C’est au nom de l’unité qu’officiellement le Parti communiste algérien a été interdit, mais cette mesure ralentit la marche vers cette unité. C’est pour construire le socialisme que le parti unique est officiellement proclamé, mais il n’y a pas d’exemple d’édification du socialisme commençant par l’interdiction d’un parti communiste.
Le président Ben Bella a déclaré à l’agence cubaine Prensa Latina :
« Nous ne sommes pas communistes. Mais nous ne sommes pas non plus anticommunistes ; et nous ne le serons jamais. Nous connaissons parfaitement la dangereuse signification de ce mot. Ici, il n’y aura pas d’anti-communisme. »
Nous enregistrons positivement cette déclaration comparativement aux positions violemment anticommunistes de certains dirigeants arabes ou algériens faites à la radio, lors de la réception de la délégation gouvernementale irakienne.
Il y a au sein du mouvement de libération nationale, d’une part, des forces de progrès qui ne sont pas communistes mais qui ne sont pas anticommunistes, d’autre part, des courants antidémocratiques caractérisés par un anticommunisme violent et des conceptions qui, si elles venaient à triompher, feraient reculer l’Algérie et sa révolution au profit du néo-colonialisme.

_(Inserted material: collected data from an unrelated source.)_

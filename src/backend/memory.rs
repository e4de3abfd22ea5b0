//! In-memory display server used by the unit tests. Records every
//! configuration request so ordering can be asserted.

use anyhow::{Result, bail};
use std::collections::{HashMap, HashSet};

use super::{
    ConfigStatus, ConfigTimestamp, ConnectionState, CrtcConfig, CrtcId, CrtcState, DisplayServer,
    ModeInfo, OutputId, OutputState, ScreenResources, ScreenSize, SizeRange,
};
use crate::mode::{ModeId, Rotation, RotationSet};

#[derive(Debug, Clone, PartialEq)]
pub enum Request {
    SetCrtc(CrtcId, CrtcConfig),
    SetScreenSize(ScreenSize),
}

pub struct MemoryServer {
    pub config_timestamp: ConfigTimestamp,
    pub crtc_order: Vec<CrtcId>,
    pub output_order: Vec<OutputId>,
    pub modes: Vec<ModeInfo>,
    pub crtcs: HashMap<CrtcId, CrtcState>,
    pub outputs: HashMap<OutputId, OutputState>,
    pub size: ScreenSize,
    pub range: SizeRange,
    pub requests: Vec<Request>,
    /// Controllers whose configuration requests come back `Failed`
    pub rejected: HashSet<CrtcId>,
    pub resource_reads: usize,
    pub broken: bool,
}

impl MemoryServer {
    pub fn new(width: u16, height: u16) -> Self {
        Self {
            config_timestamp: 42,
            crtc_order: Vec::new(),
            output_order: Vec::new(),
            modes: Vec::new(),
            crtcs: HashMap::new(),
            outputs: HashMap::new(),
            // 96 dpi: 1920 px == 508 mm
            size: ScreenSize {
                width,
                height,
                mm_width: (width as u32 * 254) / 960,
                mm_height: (height as u32 * 254) / 960,
            },
            range: SizeRange {
                min_width: 320,
                min_height: 200,
                max_width: 8192,
                max_height: 8192,
            },
            requests: Vec::new(),
            rejected: HashSet::new(),
            resource_reads: 0,
            broken: false,
        }
    }

    pub fn with_mode(mut self, mode: crate::mode::Mode) -> Self {
        self.modes.push(ModeInfo {
            id: mode.id,
            name: mode.name,
            width: mode.width,
            height: mode.height,
            dot_clock: mode.dot_clock,
            htotal: mode.htotal,
            vtotal: mode.vtotal,
        });
        self
    }

    pub fn with_crtc(mut self, id: CrtcId) -> Self {
        self.crtc_order.push(id);
        self.crtcs.insert(
            id,
            CrtcState {
                x: 0,
                y: 0,
                mode: None,
                rotation: Rotation::Normal,
                rotations: RotationSet::all(),
                outputs: Vec::new(),
            },
        );
        self
    }

    pub fn with_output(mut self, id: OutputId, name: &str, modes: &[ModeId], preferred_count: usize) -> Self {
        self.output_order.push(id);
        self.outputs.insert(
            id,
            OutputState {
                name: name.to_string(),
                connection: ConnectionState::Connected,
                crtc: None,
                modes: modes.to_vec(),
                preferred_count,
                mm_width: 0,
                mm_height: 0,
            },
        );
        self
    }

    /// Drive `output` from `crtc` at the given mode and position
    pub fn with_binding(mut self, output: OutputId, crtc: CrtcId, mode: ModeId, x: i16, y: i16) -> Self {
        if let Some(state) = self.crtcs.get_mut(&crtc) {
            state.mode = Some(mode);
            state.x = x;
            state.y = y;
            state.outputs.push(output);
        }
        if let Some(state) = self.outputs.get_mut(&output) {
            state.crtc = Some(crtc);
        }
        self
    }

    pub fn with_connection(mut self, output: OutputId, connection: ConnectionState) -> Self {
        if let Some(state) = self.outputs.get_mut(&output) {
            state.connection = connection;
        }
        self
    }

    pub fn crtc_requests(&self) -> Vec<(CrtcId, CrtcConfig)> {
        self.requests
            .iter()
            .filter_map(|r| match r {
                Request::SetCrtc(id, config) => Some((*id, config.clone())),
                _ => None,
            })
            .collect()
    }

    fn mode(&self, id: ModeId) -> Option<&ModeInfo> {
        self.modes.iter().find(|m| m.id == id)
    }
}

impl DisplayServer for MemoryServer {
    fn screen_resources(&mut self) -> Result<ScreenResources> {
        if self.broken {
            bail!("connection closed");
        }
        self.resource_reads += 1;
        Ok(ScreenResources {
            config_timestamp: self.config_timestamp,
            crtcs: self.crtc_order.clone(),
            outputs: self.output_order.clone(),
            modes: self.modes.clone(),
        })
    }

    fn screen_size_range(&mut self) -> Result<SizeRange> {
        Ok(self.range)
    }

    fn screen_size(&mut self) -> Result<ScreenSize> {
        Ok(self.size)
    }

    fn fresh_screen_size(&mut self) -> Result<ScreenSize> {
        Ok(self.size)
    }

    fn crtc_info(&mut self, crtc: CrtcId, _timestamp: ConfigTimestamp) -> Result<CrtcState> {
        match self.crtcs.get(&crtc) {
            Some(state) => Ok(state.clone()),
            None => bail!("BadCrtc {}", crtc),
        }
    }

    fn output_info(&mut self, output: OutputId, _timestamp: ConfigTimestamp) -> Result<OutputState> {
        match self.outputs.get(&output) {
            Some(state) => Ok(state.clone()),
            None => bail!("BadOutput {}", output),
        }
    }

    fn set_crtc_config(
        &mut self,
        crtc: CrtcId,
        _timestamp: ConfigTimestamp,
        config: &CrtcConfig,
    ) -> Result<ConfigStatus> {
        self.requests.push(Request::SetCrtc(crtc, config.clone()));
        if self.rejected.contains(&crtc) {
            return Ok(ConfigStatus::Failed);
        }
        let Some(state) = self.crtcs.get_mut(&crtc) else {
            bail!("BadCrtc {}", crtc);
        };
        state.x = config.x;
        state.y = config.y;
        state.mode = config.mode;
        state.rotation = config.rotation;
        state.outputs = config.outputs.clone();
        for (id, output) in self.outputs.iter_mut() {
            if config.outputs.contains(id) {
                output.crtc = Some(crtc);
            } else if output.crtc == Some(crtc) {
                output.crtc = None;
            }
        }
        Ok(ConfigStatus::Success)
    }

    fn set_screen_size(&mut self, size: &ScreenSize) -> Result<()> {
        self.requests.push(Request::SetScreenSize(*size));
        for (id, state) in &self.crtcs {
            let Some(mode) = state.mode.and_then(|m| self.mode(m)) else {
                continue;
            };
            let (w, h) = if state.rotation.swaps_axes() {
                (mode.height, mode.width)
            } else {
                (mode.width, mode.height)
            };
            if state.x as i32 + w as i32 > size.width as i32 || state.y as i32 + h as i32 > size.height as i32 {
                bail!("BadMatch: CRTC {} does not fit in {}x{}", id, size.width, size.height);
            }
        }
        self.size = *size;
        Ok(())
    }
}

L’anticommunisme a reculé fortement en Algérie. Mais on assiste actuellement en Algérie et dans les autres pays arabes à une offensive idéologique dont le centre se situe ailleurs que dans le monde arabe ou en Afrique ; il est à Washington. Certains aimeraient qu’en Algérie se développe l’offensive réactionnaire anticommuniste, mais notre peuple connaît « le contenu dangereux de cet anticommunisme », comme l’a rappelé le président Ben Bella. Il n’y a rien de plus important, il n’y a rien de plus urgent aujourd’hui que de faire échec à ce danger, que d’isoler les forces violemment anticommunistes et antidémocratiques, c’est-à-dire les forces de division.
Certains gouvernants arabes cherchent à embrigader l’Algérie, précipitamment, dans une fédération dont nous ne connaissons que trop les tenants et les aboutissants, mais dont nous savons déjà que le contenu sera antipopulaire et antidémocratique. Ils spéculent sur le désir d’unité des masses populaires et présentent les communistes comme des ennemis de l’unité arabe.
Les communistes arabes, où qu’ils soient, sont les champions de l’unité du monde arabe, non sur la base de coups d’Etat, mais sur celle de l’adhésion consciente des peuples, de la démocratie et du bien-être pour les larges masses, du respect de la personnalité de chaque peuple et de la lutte anti-impérialiste.
Certains dirigeants du F.L.N. pensent que le Parti communiste algérien sera le bénéficiaire de la crise du F.L.N. en raison de son organisation, de son programme et de son influence. Ces craintes ne sont pas fondées. Au cours de la crise qui a secoué le Front, nous avons déployé beaucoup d’efforts pour éviter l’aggravation de cette crise. Au moment où l’Algérie était au bord de l’anarchie, nous avons pris position pour la venue à Alger du Bureau politique du F.L.N. qui était alors à Tlemcen, afin que le pays soit doté d’une autorité centrale. Aux élections à l’Assemblée nationale constituante, le Parti communiste algérien a appelé à voter en masse pour les listes du F.L.N. en vue de doter rapidement le pays d’institutions démocratiques stables. Nous avons déployé beaucoup d’efforts pour faire connaître le projet de programme de Tripoli.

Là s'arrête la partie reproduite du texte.